Ésta y otras razones han sido parte de los argumentos de quienes por años hemos pedido una modernización de una figura que ya pudiera catalogarse como arcaica y, por ende, totalmente desactualizada. El reparto de utilidades nació, en su momento, como una figura que pretendía premiar la participación de las personas trabajadoras en el éxito de la empresa. Ese objetivo, que resulta totalmente loable y necesario, no se cumple ni remotamente con los términos en los que está planteada la figura actual.
El verdadero reto de la figura del reparto de utilidades es encontrar la forma de incorporar a la productividad como factor para el correspondiente pago. No incluir a la productividad en la ecuación y únicamente hablar de “días trabajados” ha terminado por castigar a la meritocracia de quienes merecen un reparto de utilidades acorde a los resultados que entregaron, siempre y cuando, evidentemente, la empresa haya generado las utilidades correspondientes.
De nueva cuenta, puedo entender el debate sobre si el porcentaje de 10% es adecuado o no, pero no es ahí donde está el verdadero debate. Se trata de que, como país, entremos de lleno a buscar mecanismos eficientes de medición de la productividad, en donde una parte de ese 10% sea entregado conforme a dichas métricas de productividad.
Seguramente alguien podrá pensar que la medición de la productividad es un tema que puede prestarse a una subjetividad tremenda por parte de las empresas y eso, definitivamente, es una posibilidad que debe ser atendida con el objetivo de evitarse. Lo complejo de medir la productividad no puede ser pretexto para no intentarlo y, tarde o temprano, lograrlo.
Soy un convencido que las personas trabajadoras que son más productivas deben ganar más. Y, al mismo tiempo, soy un convencido que entre más se relacione al reparto de utilidades con la productividad, mayor cantidad de empresas estarán complacidas de pagarlas. Es, naturalmente, un tema de incentivos y como tal debe ser tratado.
Pocos países en el mundo tienen una carga social y fiscal tan alta como la de nuestro país (sume usted Impuesto Sobre la Renta, Dividendos de Sociedades Civiles, Reparto de Utilidades), en donde no existen verdaderos incentivos para emprender y en donde nuestros salarios son mundialmente famosos por lo indignos que resultan.

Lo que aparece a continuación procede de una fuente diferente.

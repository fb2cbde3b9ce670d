//! In-memory transport.
//!
//! Stands in for the external peer-to-peer library in tests and local
//! play. Every endpoint registers a mailbox on a shared `MemoryNetwork`;
//! connections carry encoded JSON frames into the remote mailbox, and the
//! owner drains its mailbox with `poll`. Frames on a link can be dropped
//! on purpose to reproduce lost updates.

use std::cell::{Cell, RefCell};
use std::rc::Rc;
use std::sync::mpsc::{self, Receiver, Sender};

use rustc_hash::FxHashMap;

use super::game_code::GameCode;
use super::transport::{ConnectionEvent, Connector, PeerConnection};
use crate::core::{PlayerId, TransportError};
use crate::protocol::{self, Message};

enum Delivery {
    Incoming(MemoryConnection),
    Open(PlayerId),
    Frame(PlayerId, String),
    Close(PlayerId),
}

#[derive(Default)]
struct Registry {
    mailboxes: FxHashMap<PlayerId, Sender<Delivery>>,
    /// Frames still to be dropped per (from, to) link.
    drops: FxHashMap<(PlayerId, PlayerId), usize>,
}

/// Shared hub all endpoints of one simulated network attach to.
#[derive(Clone, Default)]
pub struct MemoryNetwork {
    registry: Rc<RefCell<Registry>>,
}

impl MemoryNetwork {
    #[must_use]
    pub fn new() -> Self {
        Self::default()
    }

    /// Register a peer under `id`. A host registers under its game code.
    ///
    /// Re-registering an id replaces the previous mailbox.
    pub fn register(&self, id: impl Into<PlayerId>) -> MemoryEndpoint {
        let id = id.into();
        let (tx, rx) = mpsc::channel();
        self.registry.borrow_mut().mailboxes.insert(id.clone(), tx);
        tracing::debug!("[net] Registered memory endpoint {}", id);
        MemoryEndpoint {
            id,
            inbox: rx,
            network: self.clone(),
        }
    }

    /// Silently lose the next `count` frames sent from `from` to `to`.
    pub fn drop_next(&self, from: &PlayerId, to: &PlayerId, count: usize) {
        self.registry
            .borrow_mut()
            .drops
            .insert((from.clone(), to.clone()), count);
    }

    #[must_use]
    pub fn is_registered(&self, id: &PlayerId) -> bool {
        self.registry.borrow().mailboxes.contains_key(id)
    }

    fn deliver(&self, to: &PlayerId, delivery: Delivery) -> bool {
        let registry = self.registry.borrow();
        match registry.mailboxes.get(to) {
            Some(tx) => tx.send(delivery).is_ok(),
            None => false,
        }
    }

    fn take_drop(&self, from: &PlayerId, to: &PlayerId) -> bool {
        let mut registry = self.registry.borrow_mut();
        let key = (from.clone(), to.clone());
        match registry.drops.get_mut(&key) {
            Some(remaining) if *remaining > 0 => {
                *remaining -= 1;
                if *remaining == 0 {
                    registry.drops.remove(&key);
                }
                true
            }
            _ => false,
        }
    }

    fn unregister(&self, id: &PlayerId) {
        self.registry.borrow_mut().mailboxes.remove(id);
    }
}

/// What an endpoint finds in its mailbox.
pub enum MemoryEvent {
    /// A remote peer opened a connection to this endpoint.
    Incoming(MemoryConnection),
    Peer { from: PlayerId, event: ConnectionEvent },
}

/// One peer's attachment to the network.
pub struct MemoryEndpoint {
    id: PlayerId,
    inbox: Receiver<Delivery>,
    network: MemoryNetwork,
}

impl MemoryEndpoint {
    #[must_use]
    pub fn id(&self) -> &PlayerId {
        &self.id
    }

    /// Drain everything delivered so far, in arrival order.
    ///
    /// Frames that fail to decode surface as `ConnectionEvent::Error`.
    pub fn poll(&mut self) -> Vec<MemoryEvent> {
        self.inbox
            .try_iter()
            .map(|delivery| match delivery {
                Delivery::Incoming(conn) => MemoryEvent::Incoming(conn),
                Delivery::Open(from) => MemoryEvent::Peer { from, event: ConnectionEvent::Open },
                Delivery::Close(from) => MemoryEvent::Peer { from, event: ConnectionEvent::Close },
                Delivery::Frame(from, frame) => {
                    let event = match protocol::decode(&frame) {
                        Ok(message) => ConnectionEvent::Data(message),
                        Err(err) => ConnectionEvent::Error(err.to_string()),
                    };
                    MemoryEvent::Peer { from, event }
                }
            })
            .collect()
    }
}

impl Connector for MemoryEndpoint {
    type Connection = MemoryConnection;

    fn connect(&mut self, code: &GameCode) -> Result<MemoryConnection, TransportError> {
        let host = code.peer_id();
        if !self.network.is_registered(&host) {
            return Err(TransportError::Unreachable(host.to_string()));
        }

        let link = Rc::new(Cell::new(true));
        let host_side = MemoryConnection {
            local: host.clone(),
            remote: self.id.clone(),
            link: link.clone(),
            network: self.network.clone(),
        };
        let client_side = MemoryConnection {
            local: self.id.clone(),
            remote: host.clone(),
            link,
            network: self.network.clone(),
        };

        self.network.deliver(&host, Delivery::Incoming(host_side));
        self.network.deliver(&host, Delivery::Open(self.id.clone()));
        self.network.deliver(&self.id, Delivery::Open(host.clone()));
        tracing::info!("[net] {} connected to {}", self.id, host);

        Ok(client_side)
    }
}

impl Drop for MemoryEndpoint {
    fn drop(&mut self) {
        self.network.unregister(&self.id);
    }
}

/// One end of an in-memory link.
pub struct MemoryConnection {
    local: PlayerId,
    remote: PlayerId,
    /// Shared by both ends; false once either side closes.
    link: Rc<Cell<bool>>,
    network: MemoryNetwork,
}

impl PeerConnection for MemoryConnection {
    fn peer_id(&self) -> &PlayerId {
        &self.remote
    }

    fn send(&mut self, message: &Message) -> Result<(), TransportError> {
        if !self.link.get() {
            return Err(TransportError::Closed(self.remote.to_string()));
        }
        let frame = protocol::encode(message)?;
        if self.network.take_drop(&self.local, &self.remote) {
            tracing::debug!("[net] Lost {} from {} to {}", message.kind(), self.local, self.remote);
            return Ok(());
        }
        if self.network.deliver(&self.remote, Delivery::Frame(self.local.clone(), frame)) {
            Ok(())
        } else {
            Err(TransportError::Unreachable(self.remote.to_string()))
        }
    }

    fn is_open(&self) -> bool {
        self.link.get()
    }

    fn close(&mut self) {
        if self.link.replace(false) {
            self.network.deliver(&self.remote, Delivery::Close(self.local.clone()));
            self.network.deliver(&self.local, Delivery::Close(self.remote.clone()));
        }
    }
}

Es por eso que nos toca ser agentes de cambio en la generación de incentivos para ambos factores de la producción. Que la persona trabajadora esté contenta de trabajar porque puede ganar más y generar patrimonio, al tiempo que la empresa esté complacida de generar utilidades y repartirlas de manera justa y equitativa, en función, entre otras cosas, de la productividad de las personas trabajadoras.
No me malentienda, no estoy por eliminar la figura del reparto de utilidades, ni siquiera por cambiar el porcentaje. Pero, lo que sí considero, es que la figura debe ser replanteada y debe tomar en cuenta la productividad para su reparto; por complejo o tardado que pueda resultar su medición y auténtica regulación.
Una figura que no se mueve de manera significativa (recordar que, como consecuencia de la reforma en materia de subcontratación en el año 2021, se estableció un “tope” de tres meses de salario) desde el año de 1985, en momentos de tantos y acelerados cambios laborales, no puede tenernos satisfechos. Como le dije, se trata de incentivar generarla y de incentivar pagarla.
Las personas trabajadoras necesitan más y mejores incentivos para trabajar y las empresas necesitan mejores condiciones para generar empleos. No nos ahorquemos los unos a los otros, ya estiramos la “liga” lo suficiente los últimos 100 años.